# [Task requirements]
Each record is to be given again precisely as written.

# [Supplied records]
--------
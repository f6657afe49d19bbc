//! Triangle/triangle relation test gating the clipping pass: a separating
//! axis test preceded by cheap rejections for degenerate and
//! vertex-sharing pairs, plus detection of coplanar pairs, which clip by
//! a different rule.

use crate::brush::Face;
use crate::float_types::{EPSILON, Real};
use crate::plane::Plane;
use nalgebra::{Point3, Vector3};

/// How two faces from opposite brushes relate geometrically.
#[derive(Debug, Clone, Copy, PartialEq, Eq)]
pub(crate) enum FaceRelation {
    /// No clipping needed: separated, parallel, merely touching, or
    /// near-duplicate neighbors.
    Disjoint,
    /// The triangles genuinely cross each other's planes.
    Crossing,
    /// Both triangles lie in the same plane; overlap is resolved by
    /// clipping their edges in 2D.
    Coplanar,
}

fn project(axis: &Vector3<Real>, vertices: &[Point3<Real>; 3]) -> (Real, Real) {
    let mut min = axis.dot(&vertices[0].coords);
    let mut max = min;
    for v in &vertices[1..] {
        let d = axis.dot(&v.coords);
        min = min.min(d);
        max = max.max(d);
    }
    (min, max)
}

fn separated_on(axis: &Vector3<Real>, a: &[Point3<Real>; 3], b: &[Point3<Real>; 3]) -> bool {
    let (min_a, max_a) = project(axis, a);
    let (mut min_b, mut max_b) = project(axis, b);

    // widen B by half of A's footprint so grazing contact does not count
    // as an overlap
    let half_a = (max_a - min_a) * 0.5;
    min_b -= half_a;
    max_b += half_a;

    let center_a = (min_a + max_a) * 0.5;
    let dmin = min_b - center_a;
    let dmax = max_b - center_a;

    dmin > EPSILON || dmax < -EPSILON
}

/// (over, under, on) counts of `vertices` against `plane`.
fn side_counts(plane: &Plane, vertices: &[Point3<Real>; 3]) -> (u32, u32, u32) {
    let mut over = 0;
    let mut under = 0;
    let mut on = 0;
    for v in vertices {
        if plane.has_point(v, EPSILON) {
            on += 1;
        } else if plane.is_point_over(v) {
            over += 1;
        } else {
            under += 1;
        }
    }
    (over, under, on)
}

/// Classifies a face pair for the clipping pass. Pairs that merely share
/// vertices or touch along an edge come back [`FaceRelation::Disjoint`].
pub(crate) fn classify_faces(a: &Face, b: &Face, vertex_snap: Real) -> FaceRelation {
    // degenerate triangles clip nothing
    for tri in [&a.vertices, &b.vertices] {
        if tri[0] == tri[1] || tri[0] == tri[2] || tri[1] == tri[2] {
            return FaceRelation::Disjoint;
        }
    }

    // faces welded together at two or more corners are neighbors, not
    // intersectors
    let mut shared = 0;
    for va in &a.vertices {
        for vb in &b.vertices {
            if (va - vb).norm() < vertex_snap {
                shared += 1;
                break;
            }
        }
    }
    if shared >= 2 {
        return FaceRelation::Disjoint;
    }

    let Some(plane_a) = Plane::from_points(&a.vertices[0], &a.vertices[1], &a.vertices[2])
    else {
        return FaceRelation::Disjoint;
    };
    let Some(plane_b) = Plane::from_points(&b.vertices[0], &b.vertices[1], &b.vertices[2])
    else {
        return FaceRelation::Disjoint;
    };

    let (over_b, under_b, on_b) = side_counts(&plane_a, &b.vertices);
    let (over_a, under_a, on_a) = side_counts(&plane_b, &a.vertices);

    if on_b == 3 && on_a == 3 {
        return FaceRelation::Coplanar;
    }
    // something needs to be under AND over both planes
    if over_b == 0 || under_b == 0 || over_a == 0 || under_a == 0 {
        return FaceRelation::Disjoint;
    }

    // separating axis test over the nine edge cross products
    for i in 0..3 {
        let ea = a.vertices[(i + 1) % 3] - a.vertices[i];
        let Some(ea) = ea.try_normalize(EPSILON) else {
            continue;
        };
        for j in 0..3 {
            let eb = b.vertices[(j + 1) % 3] - b.vertices[j];
            let Some(eb) = eb.try_normalize(EPSILON) else {
                continue;
            };
            let Some(axis) = ea.cross(&eb).try_normalize(EPSILON) else {
                continue;
            };
            if separated_on(&axis, &a.vertices, &b.vertices) {
                return FaceRelation::Disjoint;
            }
        }
    }

    FaceRelation::Crossing
}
--------
# [Answer box]
repository f6657afe49d19bbc
//! Triangle/triangle relation test gating the clipping pass: a separating
//! axis test preceded by cheap rejections for degenerate and
//! vertex-sharing pairs, plus detection of coplanar pairs, which clip by
//! a different rule.

use crate::brush::Face;
use crate::float_types::{EPSILON, Real};
use crate::plane::Plane;
use nalgebra::{Point3, Vector3};

/// How two faces from opposite brushes relate geometrically.
#[derive(Debug, Clone, Copy, PartialEq, Eq)]
pub(crate) enum FaceRelation {
    /// No clipping needed: separated, parallel, merely touching, or
    /// near-duplicate neighbors.
    Disjoint,
    /// The triangles genuinely cross each other's planes.
    Crossing,
    /// Both triangles lie in the same plane; overlap is resolved by
    /// clipping their edges in 2D.
    Coplanar,
}

fn project(axis: &Vector3<Real>, vertices: &[Point3<Real>; 3]) -> (Real, Real) {
    let mut min = axis.dot(&vertices[0].coords);
    let mut max = min;
    for v in &vertices[1..] {
        let d = axis.dot(&v.coords);
        min = min.min(d);
        max = max.max(d);
    }
    (min, max)
}

fn separated_on(axis: &Vector3<Real>, a: &[Point3<Real>; 3], b: &[Point3<Real>; 3]) -> bool {
    let (min_a, max_a) = project(axis, a);
    let (mut min_b, mut max_b) = project(axis, b);

    // widen B by half of A's footprint so grazing contact does not count
    // as an overlap
    let half_a = (max_a - min_a) * 0.5;
    min_b -= half_a;
    max_b += half_a;

    let center_a = (min_a + max_a) * 0.5;
    let dmin = min_b - center_a;
    let dmax = max_b - center_a;

    dmin > EPSILON || dmax < -EPSILON
}

/// (over, under, on) counts of `vertices` against `plane`.
fn side_counts(plane: &Plane, vertices: &[Point3<Real>; 3]) -> (u32, u32, u32) {
    let mut over = 0;
    let mut under = 0;
    let mut on = 0;
    for v in vertices {
        if plane.has_point(v, EPSILON) {
            on += 1;
        } else if plane.is_point_over(v) {
            over += 1;
        } else {
            under += 1;
        }
    }
    (over, under, on)
}

/// Classifies a face pair for the clipping pass. Pairs that merely share
/// vertices or touch along an edge come back [`FaceRelation::Disjoint`].
pub(crate) fn classify_faces(a: &Face, b: &Face, vertex_snap: Real) -> FaceRelation {
    // degenerate triangles clip nothing
    for tri in [&a.vertices, &b.vertices] {
        if tri[0] == tri[1] || tri[0] == tri[2] || tri[1] == tri[2] {
            return FaceRelation::Disjoint;
        }
    }

    // faces welded together at two or more corners are neighbors, not
    // intersectors
    let mut shared = 0;
    for va in &a.vertices {
        for vb in &b.vertices {
            if (va - vb).norm() < vertex_snap {
                shared += 1;
                break;
            }
        }
    }
    if shared >= 2 {
        return FaceRelation::Disjoint;
    }

    let Some(plane_a) = Plane::from_points(&a.vertices[0], &a.vertices[1], &a.vertices[2])
    else {
        return FaceRelation::Disjoint;
    };
    let Some(plane_b) = Plane::from_points(&b.vertices[0], &b.vertices[1], &b.vertices[2])
    else {
        return FaceRelation::Disjoint;
    };

    let (over_b, under_b, on_b) = side_counts(&plane_a, &b.vertices);
    let (over_a, under_a, on_a) = side_counts(&plane_b, &a.vertices);

    if on_b == 3 && on_a == 3 {
        return FaceRelation::Coplanar;
    }
    // something needs to be under AND over both planes
    if over_b == 0 || under_b == 0 || over_a == 0 || under_a == 0 {
        return FaceRelation::Disjoint;
    }

    // separating axis test over the nine edge cross products
    for i in 0..3 {
        let ea = a.vertices[(i + 1) % 3] - a.vertices[i];
        let Some(ea) = ea.try_normalize(EPSILON) else {
            continue;
        };
        for j in 0..3 {
            let eb = b.vertices[(j + 1) % 3] - b.vertices[j];
            let Some(eb) = eb.try_normalize(EPSILON) else {
                continue;
            };
            let Some(axis) = ea.cross(&eb).try_normalize(EPSILON) else {
                continue;
            };
            if separated_on(&axis, &a.vertices, &b.vertices) {
                return FaceRelation::Disjoint;
            }
        }
    }

    FaceRelation::Crossing
}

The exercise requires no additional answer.